2．3 GST-Bfr蛋白和重组 Bfr蛋白与 Fe3+和Fe2+的螯合能力检测

利用铁螯合试剂菲洛嗪，笔者采用比色法检测了融合蛋白GST-Bfr蛋白和重组Bfr蛋白与Fe3+和Fe2+的螯合能力。结果显示，GST-Bfr蛋白在加入Fe3+和Fe2+后D562吸光值与对照均无明显差别;而Bfr蛋白在加入Fe3+后D562吸光值显著变小，加入Fe2+后D562吸光值与对照无显著差异。证明融合蛋白GST-Bfr既不能螯合Fe3+也不能结合Fe2+;而Bfr蛋白可以螯合Fe3+，但不能螯合Fe2+。

2．4 重组蛋白对假单胞杆菌生长的影响

在外源添加Fe3+情况下通过测定假单胞杆菌在不同培养时间后的生物量，分析重组蛋白有无对假单胞杆菌营养生长的影响。结果表明:相对于阴性对照和阳性对照，只有当Fe3+和Bfr蛋白同时存在时，才会促进假单胞杆菌的生长。这一定程度上说明Bfr蛋白对假单胞杆菌获得铁营养元素具有重要作用。

图2 Bfr推断的氨基酸与其他微生物铁蛋白序列比对结果Fig．2 Multiple alignment of ferritins from other species

图3 融合蛋白的SDS-PAGE检测(A)与Western-blot分析(B)Fig．3 Expression(A)and detection of the recombinant proteins(B)

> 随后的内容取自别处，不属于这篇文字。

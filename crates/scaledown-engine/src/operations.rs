//! Post-sampling graph operations: pruning and motif discovery.

use std::collections::{BTreeSet, HashSet, VecDeque};

use rand::seq::SliceRandom;
use rand::Rng;

use scaledown_core::{NodeLayer, TenantId};
use scaledown_graph::GraphStore;

use crate::error::{Phase, Result, ScaleDownError};
use crate::graph::ResourceGraph;

pub const MIN_MOTIF_SIZE: usize = 2;
pub const MAX_MOTIF_SIZE: usize = 10;

/// Seeds tried per requested motif.
const SEEDS_PER_MOTIF: usize = 10;

pub struct GraphOperations<'s, S: GraphStore + ?Sized> {
    store: &'s S,
}

impl<'s, S: GraphStore + ?Sized> GraphOperations<'s, S> {
    pub fn new(store: &'s S) -> Self {
        Self { store }
    }

    /// Delete every abstracted-layer node of the tenant that is not in
    /// `keep_ids`, detaching its relationships. The original layer is never
    /// touched. An empty keep set is refused as a no-op rather than wiping
    /// the tenant.
    pub async fn delete_non_sampled(
        &self,
        tenant_id: &TenantId,
        keep_ids: &BTreeSet<String>,
    ) -> Result<u64> {
        if keep_ids.is_empty() {
            tracing::warn!(tenant_id = %tenant_id, "Empty keep set, skipping deletion");
            return Ok(0);
        }

        let keep: Vec<String> = keep_ids.iter().cloned().collect();
        let deleted = self
            .store
            .delete_excluding(tenant_id, NodeLayer::Abstracted, &keep)
            .await
            .map_err(ScaleDownError::store(Phase::Delete, tenant_id))?;

        tracing::info!(
            tenant_id = %tenant_id,
            kept = keep.len(),
            deleted,
            "Deleted non-sampled nodes"
        );
        Ok(deleted)
    }
}

/// Find up to `max_motifs` distinct connected node sets of exactly
/// `motif_size` nodes.
///
/// Approximate: seeds are drawn from a shuffled node order and each grows by
/// breadth-first expansion over the undirected projection. Seeds whose
/// component is too small yield nothing.
pub fn discover_motifs<R: Rng + ?Sized>(
    graph: &ResourceGraph,
    motif_size: usize,
    max_motifs: usize,
    rng: &mut R,
) -> Result<Vec<BTreeSet<String>>> {
    if !(MIN_MOTIF_SIZE..=MAX_MOTIF_SIZE).contains(&motif_size) {
        return Err(ScaleDownError::InvalidArgument(format!(
            "motif_size must be between {MIN_MOTIF_SIZE} and {MAX_MOTIF_SIZE}, got {motif_size}"
        )));
    }
    if max_motifs == 0 {
        return Err(ScaleDownError::InvalidArgument(
            "max_motifs must be at least 1".to_string(),
        ));
    }

    let view = graph.undirected();
    let mut order: Vec<usize> = (0..view.node_count()).collect();
    order.shuffle(rng);

    let mut seen: HashSet<BTreeSet<usize>> = HashSet::new();
    let mut motifs = Vec::new();

    for &seed in order.iter().take(SEEDS_PER_MOTIF.saturating_mul(max_motifs)) {
        let mut members = BTreeSet::from([seed]);
        let mut frontier = VecDeque::from([seed]);
        'grow: while let Some(current) = frontier.pop_front() {
            for &next in view.neighbors(current) {
                if members.len() == motif_size {
                    break 'grow;
                }
                if members.insert(next) {
                    frontier.push_back(next);
                }
            }
        }

        if members.len() == motif_size && seen.insert(members.clone()) {
            motifs.push(members.iter().map(|&i| graph.id(i).to_string()).collect());
            if motifs.len() == max_motifs {
                break;
            }
        }
    }

    tracing::debug!(found = motifs.len(), motif_size, max_motifs, "Motif discovery complete");
    Ok(motifs)
}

图4 Bfr蛋白与FeCl3、FeCl2的螯合能力分析Fig．4 Iron chelation detection of Bfr proteins

3 讨论

图5 不同培养时间假单胞杆菌的D600值Fig．5 D600values of Pseudomonas spp．at different time point

细菌铁蛋白Bfr是铁蛋白家族中的一员，同时也是一种重要的储存铁和解毒蛋白［13－14］。细菌铁储存蛋白是由24个亚基和12个血红素分子组成的球形蛋白，可以通过铁结合位点将Fe2+氧化［15］，随后 Fe3+被移到中央内腔储存起来［16］。因此，铁蛋白可以在铁过量的条件下起一定的作用［6，17］。目前已对绿脓假单胞杆菌［2，7］和大肠埃希菌的［10］铁蛋白基因研究得比较透彻，而对其他假单胞杆菌的铁蛋白基因的功能不甚清楚。本研究成功克隆了黄鳝肠道假单胞杆菌的Bfr基因，序列分析发现该基因同目前已报道的Bfr类型的铁蛋白基因同源性较高，而同Ftn型铁蛋白同源性较低，是一个新的Bfr型铁蛋白家族的成员。在此基础上，笔者构建了原核表达载体，并实现了融合蛋白的表达;通过亲和层析获得了较纯的Bfr蛋白。铁离子螯合实验发现Bfr蛋白可以结合Fe3+离子但不能螯合Fe2+，这说明黄鳝肠道假单胞杆菌Bfr蛋白可能是一种重要的储铁蛋白。在外源添加Fe3+和Bfr蛋白时，能够一定程度上促进假单胞杆菌的生长，这可能是因为多余的Bfr蛋白结合Fe3+离子后起到了解毒效果并使得Bfr蛋白与细菌内的铁氧还蛋白相互作用形成复合物有利于保持细胞质铁稳态所致［18］。该研究为进一步分析不同微生物铁蛋白的功能提供了基础资料，应深入研究该类型细菌铁蛋白与黄鳝体内转铁蛋白受体相互作用获铁及转运机制。